Meniti Jembatan Ilmu Pengetahuan
Oleh : Maria Hartiningsih dan Ninuk M Pambudy
Perhelatan besar itu selesai sudah. Kerja keras Dr Sulistyowati Irianto (46) dan kawan-kawannya menyiapkan Konferensi Internasional Ke-15 tentang Pluralisme Hukum terjawab dengan antusiasme peserta yang tinggi sampai hari terakhir.
Namun, kerja besar itu hanya bagian kecil dari tanggung jawab dan komitmennya. Komitmen utama doktor di bidang Antropologi Hukum dari Universitas Indonesia itu adalah mengajar dan membawa hukum menjejak bumi.

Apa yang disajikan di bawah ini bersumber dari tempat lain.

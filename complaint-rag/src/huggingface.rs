//! Hugging Face Inference API backends for embedding and generation.
//!
//! This module is only available when the `huggingface` feature is enabled.
//! Both backends are constructed eagerly: a bad model id, an unusable base URL,
//! or an HTTP client that cannot be built fails at construction rather than on
//! first use. Call `verify` after configuring a backend to also confirm that
//! the model exists and the token may use it.

use std::time::Duration;

use async_trait::async_trait;
use serde::{Deserialize, Serialize};
use serde_json::{Value, json};
use reqwest::StatusCode;
use tracing::{debug, error, warn};

use crate::embedding::{EmbeddingProvider, model_dimensions};
use crate::error::{RagError, Result};
use crate::generation::{GenerationConfig, Generator};
use crate::retry::RetryPolicy;

/// The default Inference API base URL.
pub const DEFAULT_BASE_URL: &str = "https://router.huggingface.co/hf-inference";

/// Environment variable holding the access token.
pub const TOKEN_ENV: &str = "HF_TOKEN";

const DEFAULT_TIMEOUT: Duration = Duration::from_secs(30);
const EMBEDDING_PROVIDER: &str = "HuggingFace";
const GENERATION_PROVIDER: &str = "HuggingFace";

/// Connection settings shared by both backends.
#[derive(Clone)]
struct Endpoint {
    client: reqwest::Client,
    base_url: String,
    token: Option<String>,
    timeout: Duration,
}

impl Endpoint {
    fn new() -> Result<Self> {
        Ok(Self {
            client: build_client(DEFAULT_TIMEOUT)?,
            base_url: DEFAULT_BASE_URL.to_string(),
            token: None,
            timeout: DEFAULT_TIMEOUT,
        })
    }

    fn set_base_url(&mut self, base_url: &str) -> Result<()> {
        reqwest::Url::parse(base_url).map_err(|e| {
            RagError::ConfigError(format!("invalid Hugging Face base URL '{base_url}': {e}"))
        })?;
        self.base_url = base_url.trim_end_matches('/').to_string();
        Ok(())
    }

    fn set_timeout(&mut self, timeout: Duration) -> Result<()> {
        self.client = build_client(timeout)?;
        self.timeout = timeout;
        Ok(())
    }

    fn post(&self, url: &str) -> reqwest::RequestBuilder {
        self.authorize(self.client.post(url))
    }

    fn authorize(&self, request: reqwest::RequestBuilder) -> reqwest::RequestBuilder {
        match &self.token {
            Some(token) => request.bearer_auth(token),
            None => request,
        }
    }

    /// Look `model` up once. A missing model, a rejected token, or an
    /// unreachable server is a configuration error. A model that is still
    /// loading counts as available.
    async fn check_model(&self, provider: &str, model: &str) -> Result<()> {
        let url = format!("{}/models/{model}", self.base_url);
        let response = self.authorize(self.client.get(&url)).send().await.map_err(|e| {
            error!(provider, error = %e, "model lookup failed");
            RagError::ConfigError(format!("cannot reach model '{model}': {e}"))
        })?;

        let status = response.status();
        match status {
            StatusCode::NOT_FOUND | StatusCode::UNAUTHORIZED | StatusCode::FORBIDDEN => {
                let body = response.text().await.unwrap_or_default();
                error!(provider, %status, model, "model unavailable");
                Err(RagError::ConfigError(format!(
                    "model '{model}' is unavailable ({status}): {}",
                    error_detail(body)
                )))
            }
            status if status.is_success() => {
                debug!(provider, model, "model available");
                Ok(())
            }
            status => {
                warn!(provider, %status, model, "model lookup inconclusive");
                Ok(())
            }
        }
    }
}

impl std::fmt::Debug for Endpoint {
    fn fmt(&self, f: &mut std::fmt::Formatter<'_>) -> std::fmt::Result {
        f.debug_struct("Endpoint")
            .field("base_url", &self.base_url)
            .field("token", &self.token.as_ref().map(|_| "<redacted>"))
            .field("timeout", &self.timeout)
            .finish()
    }
}

fn build_client(timeout: Duration) -> Result<reqwest::Client> {
    reqwest::Client::builder()
        .timeout(timeout)
        .build()
        .map_err(|e| RagError::ConfigError(format!("failed to build HTTP client: {e}")))
}

fn token_from_env() -> Option<String> {
    std::env::var(TOKEN_ENV).ok().filter(|token| !token.trim().is_empty())
}

fn require_model(model: String) -> Result<String> {
    if model.trim().is_empty() {
        return Err(RagError::ConfigError("model identifier must not be empty".into()));
    }
    Ok(model)
}

#[derive(Deserialize)]
struct ErrorResponse {
    error: String,
}

/// Pull the `error` field out of an API error body, falling back to the body.
fn error_detail(body: String) -> String {
    serde_json::from_str::<ErrorResponse>(&body).map(|e| e.error).unwrap_or(body)
}

// ── Embeddings ─────────────────────────────────────────────────────

/// An [`EmbeddingProvider`] backed by the feature-extraction pipeline.
///
/// # Example
///
/// ```rust,ignore
/// use complaint_rag::huggingface::HuggingFaceEmbeddingProvider;
///
/// let provider = HuggingFaceEmbeddingProvider::new("sentence-transformers/all-MiniLM-L6-v2")?
///     .with_token(std::env::var("HF_TOKEN").ok());
/// let vectors = provider.embed_batch(&["overdraft fee"]).await?;
/// ```
#[derive(Debug, Clone)]
pub struct HuggingFaceEmbeddingProvider {
    endpoint: Endpoint,
    model: String,
    dimensions: usize,
}

#[derive(Serialize)]
struct FeatureExtractionRequest<'a> {
    inputs: &'a [&'a str],
    options: RequestOptions,
}

#[derive(Serialize)]
struct RequestOptions {
    wait_for_model: bool,
}

impl HuggingFaceEmbeddingProvider {
    /// Create a provider for a known sentence-embedding model.
    ///
    /// # Errors
    ///
    /// Returns [`RagError::ConfigError`] if the model id is empty or its
    /// dimension is unknown; use [`custom`](Self::custom) for other models.
    pub fn new(model: impl Into<String>) -> Result<Self> {
        let model = require_model(model.into())?;
        let dimensions = model_dimensions(&model).ok_or_else(|| {
            RagError::ConfigError(format!(
                "unknown embedding model '{model}'; declare its dimension explicitly"
            ))
        })?;
        Self::custom(model, dimensions)
    }

    /// Create a provider for any model with an explicitly declared dimension.
    pub fn custom(model: impl Into<String>, dimensions: usize) -> Result<Self> {
        let model = require_model(model.into())?;
        if dimensions == 0 {
            return Err(RagError::ConfigError(
                "embedding dimensions must be greater than zero".into(),
            ));
        }
        Ok(Self { endpoint: Endpoint::new()?, model, dimensions })
    }

    /// Create a provider for a known model, reading the token from `HF_TOKEN`.
    pub fn from_env(model: impl Into<String>) -> Result<Self> {
        Ok(Self::new(model)?.with_token(token_from_env()))
    }

    /// Set (or clear) the bearer token.
    pub fn with_token(mut self, token: Option<String>) -> Self {
        self.endpoint.token = token;
        self
    }

    /// Point the provider at another Inference API deployment.
    pub fn with_base_url(mut self, base_url: &str) -> Result<Self> {
        self.endpoint.set_base_url(base_url)?;
        Ok(self)
    }

    /// Set the per-request timeout.
    pub fn with_timeout(mut self, timeout: Duration) -> Result<Self> {
        self.endpoint.set_timeout(timeout)?;
        Ok(self)
    }

    /// Confirm the model is served and the token may use it.
    ///
    /// # Errors
    ///
    /// Returns [`RagError::ConfigError`] if the model is unknown (404), the
    /// token is rejected (401/403), or the server cannot be reached.
    pub async fn verify(self) -> Result<Self> {
        self.endpoint.check_model(EMBEDDING_PROVIDER, &self.model).await?;
        Ok(self)
    }

    /// The model identifier.
    pub fn model(&self) -> &str {
        &self.model
    }

    fn url(&self) -> String {
        format!("{}/models/{}/pipeline/feature-extraction", self.endpoint.base_url, self.model)
    }

    fn failure(&self, message: String) -> RagError {
        RagError::EmbeddingError { provider: EMBEDDING_PROVIDER.into(), message }
    }
}

#[async_trait]
impl EmbeddingProvider for HuggingFaceEmbeddingProvider {
    fn name(&self) -> &str {
        EMBEDDING_PROVIDER
    }

    async fn embed(&self, text: &str) -> Result<Vec<f32>> {
        let results = self.embed_batch(&[text]).await?;
        results.into_iter().next().ok_or_else(|| self.failure("API returned empty response".into()))
    }

    async fn embed_batch(&self, texts: &[&str]) -> Result<Vec<Vec<f32>>> {
        if texts.is_empty() {
            return Ok(Vec::new());
        }

        debug!(
            provider = EMBEDDING_PROVIDER,
            batch_size = texts.len(),
            model = %self.model,
            "embedding batch"
        );

        let request_body = FeatureExtractionRequest {
            inputs: texts,
            options: RequestOptions { wait_for_model: true },
        };

        let response =
            self.endpoint.post(&self.url()).json(&request_body).send().await.map_err(|e| {
                error!(provider = EMBEDDING_PROVIDER, error = %e, "request failed");
                self.failure(format!("request failed: {e}"))
            })?;

        if !response.status().is_success() {
            let status = response.status();
            let body = response.text().await.unwrap_or_default();
            error!(provider = EMBEDDING_PROVIDER, %status, "API error");
            return Err(self.failure(format!("API returned {status}: {}", error_detail(body))));
        }

        response.json::<Vec<Vec<f32>>>().await.map_err(|e| {
            error!(provider = EMBEDDING_PROVIDER, error = %e, "failed to parse response");
            self.failure(format!("failed to parse response: {e}"))
        })
    }

    fn dimensions(&self) -> usize {
        self.dimensions
    }
}

// ── Generation ─────────────────────────────────────────────────────

/// A [`Generator`] backed by the text-generation / text2text pipeline.
///
/// Network failures, timeouts, HTTP 429 and 5xx responses are retried under
/// the configured [`RetryPolicy`]; other client errors fail immediately.
///
/// # Example
///
/// ```rust,ignore
/// use complaint_rag::huggingface::HuggingFaceGenerator;
///
/// let generator = HuggingFaceGenerator::from_env("google/flan-t5-base")?;
/// let raw = generator.generate(&prompt, &GenerationConfig::default()).await?;
/// ```
#[derive(Debug, Clone)]
pub struct HuggingFaceGenerator {
    endpoint: Endpoint,
    model: String,
    retry: RetryPolicy,
}

impl HuggingFaceGenerator {
    /// Create a generator for `model`.
    ///
    /// # Errors
    ///
    /// Returns [`RagError::ConfigError`] if the model id is empty or the HTTP
    /// client cannot be built.
    pub fn new(model: impl Into<String>) -> Result<Self> {
        let model = require_model(model.into())?;
        Ok(Self { endpoint: Endpoint::new()?, model, retry: RetryPolicy::default() })
    }

    /// Create a generator, reading the token from `HF_TOKEN`.
    pub fn from_env(model: impl Into<String>) -> Result<Self> {
        Ok(Self::new(model)?.with_token(token_from_env()))
    }

    /// Set (or clear) the bearer token.
    pub fn with_token(mut self, token: Option<String>) -> Self {
        self.endpoint.token = token;
        self
    }

    /// Point the generator at another Inference API deployment.
    pub fn with_base_url(mut self, base_url: &str) -> Result<Self> {
        self.endpoint.set_base_url(base_url)?;
        Ok(self)
    }

    /// Set the per-request timeout.
    pub fn with_timeout(mut self, timeout: Duration) -> Result<Self> {
        self.endpoint.set_timeout(timeout)?;
        Ok(self)
    }

    /// Set the retry policy for transient failures.
    pub fn with_retry_policy(mut self, retry: RetryPolicy) -> Self {
        self.retry = retry;
        self
    }

    /// Confirm the model is served and the token may use it.
    ///
    /// # Errors
    ///
    /// Returns [`RagError::ConfigError`] if the model is unknown (404), the
    /// token is rejected (401/403), or the server cannot be reached.
    pub async fn verify(self) -> Result<Self> {
        self.endpoint.check_model(GENERATION_PROVIDER, &self.model).await?;
        Ok(self)
    }

    /// The model identifier.
    pub fn model(&self) -> &str {
        &self.model
    }

    async fn send_once(&self, prompt: &str, config: &GenerationConfig) -> Result<Value> {
        let url = format!("{}/models/{}", self.endpoint.base_url, self.model);
        let body = json!({
            "inputs": prompt,
            "parameters": { "max_new_tokens": config.max_new_tokens },
        });

        let response = self.endpoint.post(&url).json(&body).send().await.map_err(|e| {
            error!(provider = GENERATION_PROVIDER, error = %e, "request failed");
            RagError::GenerationError {
                provider: GENERATION_PROVIDER.into(),
                message: format!("request failed: {e}"),
                retryable: true,
            }
        })?;

        let status = response.status();
        let text = response.text().await.map_err(|e| RagError::GenerationError {
            provider: GENERATION_PROVIDER.into(),
            message: format!("failed to read response body: {e}"),
            retryable: true,
        })?;

        if !status.is_success() {
            error!(provider = GENERATION_PROVIDER, %status, "API error");
            return Err(RagError::GenerationError {
                provider: GENERATION_PROVIDER.into(),
                message: format!("API returned {status}: {}", error_detail(text)),
                retryable: status.as_u16() == 429 || status.is_server_error(),
            });
        }

        // A body that is not JSON is still an answer.
        Ok(serde_json::from_str(&text).unwrap_or(Value::String(text)))
    }
}

#[async_trait]
impl Generator for HuggingFaceGenerator {
    fn name(&self) -> &str {
        &self.model
    }

    async fn generate(&self, prompt: &str, config: &GenerationConfig) -> Result<Value> {
        debug!(
            provider = GENERATION_PROVIDER,
            model = %self.model,
            prompt_len = prompt.len(),
            max_new_tokens = config.max_new_tokens,
            "generating"
        );
        self.retry.execute(|| self.send_once(prompt, config)).await
    }
}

Ia melanjutkan upaya beberapa seniornya untuk meyakinkan bahwa ilmu hukum tidak berada di kotak yang terpisah dari konteks masyarakat dan budaya di mana hukum itu berada.

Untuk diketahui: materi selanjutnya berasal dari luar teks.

//! # complaint-rag
//!
//! Retrieval-augmented question answering over consumer complaint narratives.
//!
//! ## Overview
//!
//! Narratives are split into overlapping chunks, embedded into dense vectors
//! and stored in an exact inner-product index. A question is embedded the
//! same way, its nearest chunks become the grounding context, and a hosted
//! text-generation model answers from that context.
//!
//! - [`RecursiveChunker`] - paragraph → line → word → fixed-window splitting
//! - [`Embedder`] - batching over any [`EmbeddingProvider`]
//! - [`FlatIndex`] - append-only cosine-similarity index with JSON snapshots
//! - [`Retriever`] - question → ranked sources → context string
//! - [`IngestionPipeline`] - records → chunks → vectors → index
//! - [`QaPipeline`] - question → answer with cited sources
//!
//! ## Quick Start
//!
//! ```rust,ignore
//! use std::sync::Arc;
//! use complaint_rag::*;
//!
//! let config = RagConfig::default();
//! let embedder = Embedder::new(Arc::new(HashingEmbeddingProvider::default()), 32)?;
//! let index = Arc::new(FlatIndex::new(embedder.dimensions())?);
//!
//! IngestionPipeline::builder()
//!     .config(&config)
//!     .chunker(Arc::new(RecursiveChunker::from_config(&config)?))
//!     .embedder(embedder.clone())
//!     .index(index.clone())
//!     .build()?
//!     .run(&records)
//!     .await?;
//!
//! let qa = QaPipeline::builder()
//!     .config(&config)
//!     .retriever(Retriever::new(embedder, index, config.top_k)?)
//!     .generator(Arc::new(HuggingFaceGenerator::from_env(&config.generation_model)?))
//!     .build()?;
//!
//! let result = qa.answer("What are common sentiments about overdraft fees?").await?;
//! ```
//!
//! ## Features
//!
//! | Feature | Description |
//! |---------|-------------|
//! | `huggingface` (default) | Hugging Face Inference API embedding and generation backends |

pub mod chunking;
pub mod cleaning;
pub mod config;
pub mod document;
pub mod embedding;
pub mod error;
pub mod evaluate;
pub mod generation;
pub mod hashing;
#[cfg(feature = "huggingface")]
pub mod huggingface;
pub mod ingest;
pub mod inmemory;
pub mod pipeline;
pub mod retriever;
pub mod retry;
pub mod vectorindex;

pub use chunking::{Chunker, RecursiveChunker};
pub use cleaning::{DEFAULT_PRODUCTS, clean_text, retain_products};
pub use config::{RagConfig, RagConfigBuilder};
pub use document::{Chunk, Metadata, QaResult, Record, SearchResult};
pub use embedding::{Embedder, EmbeddingProvider, model_dimensions};
pub use error::{RagError, Result};
pub use evaluate::{EVAL_QUESTIONS, EvaluationRow, evaluate, render_markdown};
pub use generation::{
    GenerationConfig, Generator, INSTRUCTIONS, build_prompt, extract_answer, normalize_response,
};
pub use hashing::HashingEmbeddingProvider;
#[cfg(feature = "huggingface")]
pub use huggingface::{HuggingFaceEmbeddingProvider, HuggingFaceGenerator};
pub use ingest::{IngestReport, IngestionPipeline, IngestionPipelineBuilder};
pub use inmemory::FlatIndex;
pub use pipeline::{FAILURE_ANSWER_PREFIX, QaPipeline, QaPipelineBuilder};
pub use retriever::Retriever;
pub use retry::RetryPolicy;
pub use vectorindex::{VectorIndex, normalize};
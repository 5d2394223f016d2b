//! Question-answering orchestrator.
//!
//! The [`QaPipeline`] runs the query-time path: retrieve sources, render the
//! grounding context, prompt the [`Generator`], and clean up its answer.
//!
//! # Example
//!
//! ```rust,ignore
//! use complaint_rag::{QaPipeline, RagConfig, Retriever};
//!
//! let pipeline = QaPipeline::builder()
//!     .config(&RagConfig::default())
//!     .retriever(retriever)
//!     .generator(Arc::new(generator))
//!     .build()?;
//!
//! let result = pipeline.answer("Why was I charged an overdraft fee?").await?;
//! println!("{}", result.answer);
//! ```

use std::sync::Arc;
use std::time::Duration;

use tracing::{info, warn};

use crate::config::RagConfig;
use crate::document::QaResult;
use crate::error::{RagError, Result};
use crate::generation::{
    GenerationConfig, Generator, build_prompt, extract_answer, normalize_response,
};
use crate::retriever::Retriever;

/// Prefix of the answer returned when the generator cannot be reached.
pub const FAILURE_ANSWER_PREFIX: &str = "Sorry, I couldn't generate an answer right now: ";

const DEFAULT_GENERATION_TIMEOUT: Duration = Duration::from_secs(60);

/// The query-time pipeline and the system's single entry point.
///
/// Construct one via [`QaPipeline::builder()`].
pub struct QaPipeline {
    retriever: Retriever,
    generator: Arc<dyn Generator>,
    generation: GenerationConfig,
    timeout: Duration,
}

impl QaPipeline {
    /// Create a new [`QaPipelineBuilder`].
    pub fn builder() -> QaPipelineBuilder {
        QaPipelineBuilder::default()
    }

    /// Return a reference to the retriever.
    pub fn retriever(&self) -> &Retriever {
        &self.retriever
    }

    /// Return a reference to the generator.
    pub fn generator(&self) -> &Arc<dyn Generator> {
        &self.generator
    }

    /// Answer `question` from the retriever's default number of sources.
    ///
    /// # Errors
    ///
    /// Returns [`RagError::InvalidInput`] for an empty or whitespace question
    /// (nothing is embedded). Retrieval failures propagate. Generation
    /// failures and timeouts do not: they produce an answer starting with
    /// [`FAILURE_ANSWER_PREFIX`], with the retrieved sources still attached.
    pub async fn answer(&self, question: &str) -> Result<QaResult> {
        self.answer_with_k(question, self.retriever.top_k()).await
    }

    /// Like [`answer`](Self::answer) with an explicit number of sources.
    pub async fn answer_with_k(&self, question: &str, k: usize) -> Result<QaResult> {
        let sources = self.retriever.retrieve(question, k).await?;
        let prompt = build_prompt(&self.retriever.format_context(&sources), question);

        let answer = match self.generate(&prompt).await {
            Ok(answer) => answer,
            Err(e @ RagError::GenerationError { .. }) => {
                warn!(generator = self.generator.name(), error = %e, "generation failed");
                format!("{FAILURE_ANSWER_PREFIX}{e}")
            }
            Err(e) => return Err(e),
        };

        info!(source_count = sources.len(), answer_len = answer.len(), "answered question");
        Ok(QaResult { question: question.to_string(), answer, sources })
    }

    async fn generate(&self, prompt: &str) -> Result<String> {
        let generation = self.generator.generate(prompt, &self.generation);
        let raw = tokio::time::timeout(self.timeout, generation).await.map_err(|_| {
            RagError::GenerationError {
                provider: self.generator.name().to_string(),
                message: format!("no response within {:?}", self.timeout),
                retryable: true,
            }
        })??;
        Ok(extract_answer(&normalize_response(&raw)))
    }
}

impl std::fmt::Debug for QaPipeline {
    fn fmt(&self, f: &mut std::fmt::Formatter<'_>) -> std::fmt::Result {
        f.debug_struct("QaPipeline")
            .field("retriever", &self.retriever)
            .field("generator", &self.generator.name())
            .field("generation", &self.generation)
            .field("timeout", &self.timeout)
            .finish()
    }
}

/// Builder for constructing a [`QaPipeline`].
///
/// `retriever` and `generator` are required. Call
/// [`build()`](QaPipelineBuilder::build) to validate and produce the pipeline.
#[derive(Default)]
pub struct QaPipelineBuilder {
    retriever: Option<Retriever>,
    generator: Option<Arc<dyn Generator>>,
    generation: GenerationConfig,
    timeout: Option<Duration>,
}

impl QaPipelineBuilder {
    /// Take `max_new_tokens` and the generation timeout from a [`RagConfig`].
    pub fn config(mut self, config: &RagConfig) -> Self {
        self.generation.max_new_tokens = config.max_new_tokens;
        self.timeout = Some(config.generation_timeout());
        self
    }

    /// Set the retriever.
    pub fn retriever(mut self, retriever: Retriever) -> Self {
        self.retriever = Some(retriever);
        self
    }

    /// Set the generation backend.
    pub fn generator(mut self, generator: Arc<dyn Generator>) -> Self {
        self.generator = Some(generator);
        self
    }

    /// Set the generation parameters.
    pub fn generation_config(mut self, generation: GenerationConfig) -> Self {
        self.generation = generation;
        self
    }

    /// Bound each generation call, retries included.
    pub fn timeout(mut self, timeout: Duration) -> Self {
        self.timeout = Some(timeout);
        self
    }

    /// Build the [`QaPipeline`].
    ///
    /// # Errors
    ///
    /// Returns [`RagError::ConfigError`] if a required field is missing or
    /// the timeout is zero.
    pub fn build(self) -> Result<QaPipeline> {
        let retriever = self
            .retriever
            .ok_or_else(|| RagError::ConfigError("retriever is required".to_string()))?;
        let generator = self
            .generator
            .ok_or_else(|| RagError::ConfigError("generator is required".to_string()))?;
        let timeout = self.timeout.unwrap_or(DEFAULT_GENERATION_TIMEOUT);
        if timeout.is_zero() {
            return Err(RagError::ConfigError(
                "generation timeout must be greater than zero".into(),
            ));
        }

        Ok(QaPipeline { retriever, generator, generation: self.generation, timeout })
    }
}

Di banyak universitas, socio legal studies belum banyak mendapat tempat. Sampai hari ini, ilmu hukum arus utama di universitas masih mengacu pada suatu yang ajek, yang dibuat entah kapan, untuk siapa, dalam konteks apa.
"Black letter law saja tidak cukup," ujar Sulis, begitu ia biasa disapa. Menurut dia, berbagai masalah besar tidak dapat diselesaikan tuntas kalau tidak ada sumbangan interdisipliner dari ilmu pengetahuan.

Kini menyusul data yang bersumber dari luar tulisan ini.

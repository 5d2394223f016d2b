//! complaint-rag CLI entry point.

mod cli;
mod commands;

use clap::Parser;
use tracing_subscriber::{EnvFilter, fmt, layer::SubscriberExt, util::SubscriberInitExt};

use crate::cli::{Cli, Commands};

fn init_tracing(json: bool) {
    let filter = EnvFilter::try_from_default_env().unwrap_or_else(|_| EnvFilter::new("info"));
    let registry = tracing_subscriber::registry().with(filter);
    if json {
        registry.with(fmt::layer().json().with_writer(std::io::stderr)).init();
    } else {
        registry.with(fmt::layer().with_writer(std::io::stderr)).init();
    }
}

#[tokio::main]
async fn main() -> anyhow::Result<()> {
    let cli = Cli::parse();
    init_tracing(cli.json);

    let config = commands::load_config(cli.config.as_deref())?;

    match cli.command {
        Commands::Ingest { input, index, embedder, clean, all_products } => {
            commands::ingest(&config, &input, &index, embedder, clean, all_products).await
        }
        Commands::Ask { index, embedder, top_k, question } => {
            commands::ask(&config, &index, embedder, top_k, &question).await
        }
        Commands::Eval { index, embedder } => commands::eval(&config, &index, embedder).await,
    }
}
//! Exponential backoff for calls that cross a process boundary.

use std::future::Future;
use std::time::Duration;

use serde::{Deserialize, Serialize};
use tokio::time::sleep;
use tracing::warn;

use crate::error::Result;

/// Retry behaviour for transient failures.
///
/// Only errors for which [`RagError::is_retryable`](crate::RagError::is_retryable)
/// returns `true` are retried; everything else fails immediately.
#[derive(Debug, Clone, Copy, Serialize, Deserialize, PartialEq)]
pub struct RetryPolicy {
    /// Retries after the first attempt (total attempts = `max_retries + 1`).
    pub max_retries: u32,
    /// Delay before the first retry, in milliseconds.
    pub initial_backoff_ms: u64,
    /// Upper bound on any single delay, in milliseconds.
    pub max_backoff_ms: u64,
    /// Factor applied to the delay after each retry.
    pub multiplier: f64,
}

impl Default for RetryPolicy {
    fn default() -> Self {
        Self { max_retries: 3, initial_backoff_ms: 500, max_backoff_ms: 8_000, multiplier: 2.0 }
    }
}

impl RetryPolicy {
    /// A policy that never retries.
    pub fn none() -> Self {
        Self { max_retries: 0, ..Self::default() }
    }

    /// Set the number of retries.
    pub fn with_max_retries(mut self, retries: u32) -> Self {
        self.max_retries = retries;
        self
    }

    /// Set the initial and maximum backoff.
    pub fn with_backoff(mut self, initial: Duration, max: Duration) -> Self {
        self.initial_backoff_ms = initial.as_millis() as u64;
        self.max_backoff_ms = max.as_millis() as u64;
        self
    }

    /// Delay before retry number `retry` (1-based).
    pub fn delay_for(&self, retry: u32) -> Duration {
        if retry == 0 {
            return Duration::ZERO;
        }
        let exponential =
            self.initial_backoff_ms as f64 * self.multiplier.powi(retry.saturating_sub(1) as i32);
        Duration::from_millis(exponential.min(self.max_backoff_ms as f64) as u64)
    }

    /// Run `operation` until it succeeds, fails permanently, or retries run out.
    pub async fn execute<F, Fut, T>(&self, mut operation: F) -> Result<T>
    where
        F: FnMut() -> Fut,
        Fut: Future<Output = Result<T>>,
    {
        let mut retry = 0;
        loop {
            match operation().await {
                Ok(value) => return Ok(value),
                Err(e) if e.is_retryable() && retry < self.max_retries => {
                    retry += 1;
                    let delay = self.delay_for(retry);
                    warn!(
                        retry,
                        max_retries = self.max_retries,
                        delay_ms = delay.as_millis() as u64,
                        error = %e,
                        "transient failure, backing off"
                    );
                    sleep(delay).await;
                }
                Err(e) => return Err(e),
            }
        }
    }
}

Sumbangan itu juga sangat penting untuk membangun cara berpikir kritis. Misalnya tentang pandangan arus utama mengenai konsep kepastian hukum, obyektivitas-netralitas, dan equality before the law (perlakuan sama di depan hukum).
Dalam pelaksanaannya, prinsip-prinsip itu menuntut persyaratan, yakni masyarakat yang relatif tidak senjang, memiliki akses relatif sama pada sumber daya serta posisi yang relatif setara dalam hubungan sosial.
"Bagaimana semua itu berlaku bagi perempuan yang mencuri enam kantong permen di supermarket untuk ditukar susu bagi anaknya?"
"Kalau perempuan itu dipidana, apakah itu ’adil’? Mengapa hukum serupa ’tidak berlaku’ bagi koruptor besar yang justru menyebabkan jatuhnya korban-korban ketidakadilan?" tanyanya lebih jauh.
Sulis merasa beruntung karena "kakinya" yang satu lagi berpijak pada kajian feminis. "Berbeda dari ilmu-ilmu arus utama, kajian feminis berangkat dari pengalaman, bahkan secara individual. Teori dibangun dari pengalaman manusia."
Bagi Sulis, ilmu pengetahuan adalah jembatan untuk mengabdi pada kemanusiaan yang transenden. Dengan ilmu pengetahuan pula Sulis menjadi jembatan antara aktivis dan akademisi.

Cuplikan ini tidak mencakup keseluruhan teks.